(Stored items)
--- --- ---

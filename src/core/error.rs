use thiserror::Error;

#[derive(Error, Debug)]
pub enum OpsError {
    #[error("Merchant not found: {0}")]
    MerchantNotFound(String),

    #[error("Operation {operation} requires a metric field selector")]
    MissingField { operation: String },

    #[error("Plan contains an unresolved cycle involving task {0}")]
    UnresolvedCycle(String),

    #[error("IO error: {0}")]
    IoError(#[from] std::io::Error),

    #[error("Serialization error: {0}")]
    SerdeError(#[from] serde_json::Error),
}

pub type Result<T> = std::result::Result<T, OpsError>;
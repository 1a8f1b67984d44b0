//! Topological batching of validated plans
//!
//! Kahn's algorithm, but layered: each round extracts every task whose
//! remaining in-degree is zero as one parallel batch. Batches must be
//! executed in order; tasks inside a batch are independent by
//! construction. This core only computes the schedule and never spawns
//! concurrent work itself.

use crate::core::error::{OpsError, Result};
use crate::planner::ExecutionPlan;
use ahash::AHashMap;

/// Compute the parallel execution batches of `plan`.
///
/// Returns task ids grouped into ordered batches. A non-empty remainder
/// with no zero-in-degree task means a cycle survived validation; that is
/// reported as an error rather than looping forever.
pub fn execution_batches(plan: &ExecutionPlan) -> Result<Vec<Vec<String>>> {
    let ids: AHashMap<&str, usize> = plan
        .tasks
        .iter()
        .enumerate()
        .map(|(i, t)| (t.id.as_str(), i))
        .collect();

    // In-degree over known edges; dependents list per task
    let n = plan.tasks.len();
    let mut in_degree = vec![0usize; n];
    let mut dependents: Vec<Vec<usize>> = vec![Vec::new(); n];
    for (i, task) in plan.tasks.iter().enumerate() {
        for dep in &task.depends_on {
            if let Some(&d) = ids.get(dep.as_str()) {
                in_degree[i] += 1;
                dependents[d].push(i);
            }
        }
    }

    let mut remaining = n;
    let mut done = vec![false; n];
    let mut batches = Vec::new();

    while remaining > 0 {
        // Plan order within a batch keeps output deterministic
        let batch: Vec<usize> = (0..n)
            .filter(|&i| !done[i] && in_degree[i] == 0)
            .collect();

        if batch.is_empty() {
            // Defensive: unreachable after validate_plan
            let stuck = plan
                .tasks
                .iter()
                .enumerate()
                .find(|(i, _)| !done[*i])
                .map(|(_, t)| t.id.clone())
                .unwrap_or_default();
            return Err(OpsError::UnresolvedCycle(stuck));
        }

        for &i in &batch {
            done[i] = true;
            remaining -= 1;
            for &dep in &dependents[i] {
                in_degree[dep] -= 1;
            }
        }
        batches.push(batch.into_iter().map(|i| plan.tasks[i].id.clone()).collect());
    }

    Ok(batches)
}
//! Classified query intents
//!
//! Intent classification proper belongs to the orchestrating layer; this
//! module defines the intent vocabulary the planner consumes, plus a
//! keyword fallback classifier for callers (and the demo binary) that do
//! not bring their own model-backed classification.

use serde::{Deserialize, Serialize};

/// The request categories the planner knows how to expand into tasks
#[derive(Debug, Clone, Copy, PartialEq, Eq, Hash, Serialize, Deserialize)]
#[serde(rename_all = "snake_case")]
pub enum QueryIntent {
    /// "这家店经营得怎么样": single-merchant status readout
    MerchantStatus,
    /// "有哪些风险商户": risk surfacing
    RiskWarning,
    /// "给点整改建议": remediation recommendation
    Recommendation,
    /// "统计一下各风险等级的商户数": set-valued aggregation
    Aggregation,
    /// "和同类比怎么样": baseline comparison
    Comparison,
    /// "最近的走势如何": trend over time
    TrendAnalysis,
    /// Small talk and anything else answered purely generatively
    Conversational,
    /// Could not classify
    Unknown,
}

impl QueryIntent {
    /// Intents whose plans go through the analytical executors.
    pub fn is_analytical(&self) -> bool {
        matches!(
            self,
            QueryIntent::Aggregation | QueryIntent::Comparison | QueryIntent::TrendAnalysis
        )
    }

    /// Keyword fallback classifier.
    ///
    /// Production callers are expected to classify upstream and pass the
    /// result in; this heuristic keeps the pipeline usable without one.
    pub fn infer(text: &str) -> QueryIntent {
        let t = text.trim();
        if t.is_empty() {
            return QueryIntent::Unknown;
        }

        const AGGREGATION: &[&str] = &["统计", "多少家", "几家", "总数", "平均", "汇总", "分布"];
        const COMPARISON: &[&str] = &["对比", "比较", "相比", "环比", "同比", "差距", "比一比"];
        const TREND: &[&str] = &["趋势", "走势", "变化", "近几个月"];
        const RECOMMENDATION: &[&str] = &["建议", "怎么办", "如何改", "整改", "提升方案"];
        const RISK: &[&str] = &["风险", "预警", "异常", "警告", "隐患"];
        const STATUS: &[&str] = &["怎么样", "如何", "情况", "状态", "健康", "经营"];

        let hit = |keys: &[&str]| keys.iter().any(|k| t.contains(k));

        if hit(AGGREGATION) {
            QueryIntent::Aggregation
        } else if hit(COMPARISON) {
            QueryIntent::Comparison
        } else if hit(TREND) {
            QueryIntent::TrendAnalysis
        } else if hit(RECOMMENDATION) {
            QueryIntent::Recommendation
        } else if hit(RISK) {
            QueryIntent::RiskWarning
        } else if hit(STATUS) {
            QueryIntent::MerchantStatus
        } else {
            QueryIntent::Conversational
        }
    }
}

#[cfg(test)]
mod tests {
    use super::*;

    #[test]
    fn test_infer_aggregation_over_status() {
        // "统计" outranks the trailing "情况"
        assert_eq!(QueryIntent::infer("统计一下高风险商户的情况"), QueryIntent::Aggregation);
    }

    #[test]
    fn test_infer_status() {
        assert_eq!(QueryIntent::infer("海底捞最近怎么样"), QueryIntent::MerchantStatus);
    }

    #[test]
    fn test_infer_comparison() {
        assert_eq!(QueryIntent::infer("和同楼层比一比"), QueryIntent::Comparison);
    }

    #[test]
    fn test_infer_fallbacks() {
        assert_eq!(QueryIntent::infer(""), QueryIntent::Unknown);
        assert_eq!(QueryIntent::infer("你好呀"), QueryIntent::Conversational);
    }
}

--- --- ---

Exercise directions:
No lines before the one containing "const STATUS: &[&str]" belong in the answer; write out that line and each one after it exactly, through the end of the records.

Task response:
        const STATUS: &[&str] = &["怎么样", "如何", "情况", "状态", "健康", "经营"];

        let hit = |keys: &[&str]| keys.iter().any(|k| t.contains(k));

        if hit(AGGREGATION) {
            QueryIntent::Aggregation
        } else if hit(COMPARISON) {
            QueryIntent::Comparison
        } else if hit(TREND) {
            QueryIntent::TrendAnalysis
        } else if hit(RECOMMENDATION) {
            QueryIntent::Recommendation
        } else if hit(RISK) {
            QueryIntent::RiskWarning
        } else if hit(STATUS) {
            QueryIntent::MerchantStatus
        } else {
            QueryIntent::Conversational
        }
    }
}

#[cfg(test)]
mod tests {
    use super::*;

    #[test]
    fn test_infer_aggregation_over_status() {
        // "统计" outranks the trailing "情况"
        assert_eq!(QueryIntent::infer("统计一下高风险商户的情况"), QueryIntent::Aggregation);
    }

    #[test]
    fn test_infer_status() {
        assert_eq!(QueryIntent::infer("海底捞最近怎么样"), QueryIntent::MerchantStatus);
    }

    #[test]
    fn test_infer_comparison() {
        assert_eq!(QueryIntent::infer("和同楼层比一比"), QueryIntent::Comparison);
    }

    #[test]
    fn test_infer_fallbacks() {
        assert_eq!(QueryIntent::infer(""), QueryIntent::Unknown);
        assert_eq!(QueryIntent::infer("你好呀"), QueryIntent::Conversational);
    }
}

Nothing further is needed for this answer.